Rowland & Bouldin and Homer T. Bouldin, all of Houston, Shirley W. Peters, Dallas, and T. Jay Foster, of Pasadena, for appellants.

Sam G. Croom and John A. Croom, both of Houston, and C. R. Winn, of Dallas, for appellees.

SMEDLEY, Justice.

This case is before us on direct appeal from an order of the district court granting a temporary injunction restraining appellant Duncan, tax assessor and collector of Pasadena Independent School District, and the other appellants, from advertising for sale, selling or offering for sale at a "summary sale" real property owned by appellees against which there are taxes legally assessed and delinquent.
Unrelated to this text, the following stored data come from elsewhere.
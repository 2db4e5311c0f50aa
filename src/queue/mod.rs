//! Durable buffer for profile mutations made before identify.
//!
//! Merge-capable kinds (`$set`, `$set_once`, `$unset`, `$add`, `$union`)
//! coalesce into a single slot each. `$append` and `$remove` keep every item
//! in arrival order since the server has no concatenate primitive.
//!
//! # Example
//!
//! ```ignore
//! let queue = PendingQueue::open(Box::new(FileQueueStorage::open("./queue")?))?;
//! queue.enqueue(&set_action(("Plan", "gold")))?;
//! let record = queue.pop_from_queue(ActionKind::Set);
//! ```

mod pending;
mod state;
mod storage;

pub use pending::PendingQueue;
pub use state::QueueState;
pub use storage::{FileQueueStorage, MemoryQueueStorage, QueueStorage};
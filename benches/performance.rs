//! Performance benchmarks for the pending queue.

use criterion::{black_box, criterion_group, criterion_main, BenchmarkId, Criterion};
use greenfinch_profiles::mutation::{append_action, set_action};
use greenfinch_profiles::{
    ChannelDispatcher, Client, ClientConfig, FileQueueStorage, MemoryQueueStorage, PendingQueue,
};
use serde_json::json;
use std::sync::Arc;
use tempfile::TempDir;

/// Benchmark merging repeated `$set` calls into one slot
fn bench_enqueue_merge(c: &mut Criterion) {
    let queue = PendingQueue::open(Box::new(MemoryQueueStorage::new())).unwrap();

    c.bench_function("enqueue_merge", |b| {
        let mut i = 0u64;
        b.iter(|| {
            i += 1;
            let record = set_action((format!("key_{}", i % 64), json!(i)));
            black_box(queue.enqueue(&record).unwrap());
        });
    });
}

/// Benchmark enqueue against the file-backed queue (one save per call)
fn bench_enqueue_durable(c: &mut Criterion) {
    let mut group = c.benchmark_group("enqueue_durable");

    for buffered in [0usize, 100, 1000] {
        group.bench_with_input(
            BenchmarkId::new("buffered_appends", buffered),
            &buffered,
            |b, &buffered| {
                let dir = TempDir::new().unwrap();
                let queue =
                    PendingQueue::open(Box::new(FileQueueStorage::open(dir.path()).unwrap()))
                        .unwrap();
                for i in 0..buffered {
                    queue.enqueue(&append_action(("events", i))).unwrap();
                }

                b.iter(|| {
                    black_box(queue.enqueue(&set_action(("Plan", "gold"))).unwrap());
                });
            },
        );
    }

    group.finish();
}

/// Benchmark identify draining a full queue into the dispatcher
fn bench_drain(c: &mut Criterion) {
    let mut group = c.benchmark_group("drain");

    for appends in [10usize, 100, 500] {
        group.bench_with_input(BenchmarkId::new("appends", appends), &appends, |b, &n| {
            b.iter_batched(
                || {
                    let (dispatcher, receiver) = ChannelDispatcher::bounded(n + 8, false);
                    let client = Client::new(ClientConfig::default(), Arc::new(dispatcher)).unwrap();
                    client.people().set(("Plan", "gold"), None).unwrap();
                    for i in 0..n {
                        client.people().append(("events", i), None).unwrap();
                    }
                    (client, receiver)
                },
                |(client, receiver)| {
                    black_box(client.identify("user-42"));
                    black_box(receiver.try_iter().count());
                },
                criterion::BatchSize::SmallInput,
            );
        });
    }

    group.finish();
}

criterion_group!(benches, bench_enqueue_merge, bench_enqueue_durable, bench_drain);
criterion_main!(benches);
The order of the district court granted the injunction on the ground of the constitutionality of Chapter 48, Acts Regular Session, 41st Legislature, 1929, Article 7328a, Vernon's Annotated Civil Statutes, which provides that sales of real estate for the collection of delinquent taxes due thereon shall be made only after foreclosure of tax lien securing the same has been had in a court of competent jurisdiction. See Sec. 3-b, Article V, Texas Constitution, adopted November 5, 1940, Vernon's Ann. St.; Acts Regular Session 48th Legislature, Chapter 14, Article 1738a, Vernon's Annotated Civil Statutes; Rule 499-a, Texas Rules of Civil Procedure.

As their briefs show, the parties are in agreement that the controlling question in the case is that as to the constitutionality of the Act of 1929 above mentioned. We make a brief statement of the relevant provisions of the Constitution and the statutes.

Sections 13 and 15 of Article VIII of the Constitution of 1876 are as follows:

"Sec. 13. Provision shall be made by the first Legislature for the speedy sale of a sufficient portion of all lands and other property for the taxes due thereon, and every year thereafter for the sale of all lands and other property, upon which the taxes have not been paid, and the deed of conveyance to the purchaser for all lands and other property thus sold shall be held to vest a good and perfect title in the purchaser thereof, subject to be impeached only for actual fraud; provided that the former owner shall, within two years from date of purchaser's deed, have the right to redeem the land upon the payment of double the amount of money paid for the land."

"Sec. 15. The annual assessment made upon landed property shall be a special lien thereon; and all property, both real and personal, belonging to any delinquent taxpayer shall be liable to seizure and sale for the payment of all the taxes and penalties due by such delinquent; and such property may be sold for the payment of the taxes and penalties due by such delinquent, under such regulations as the Legislature may provide."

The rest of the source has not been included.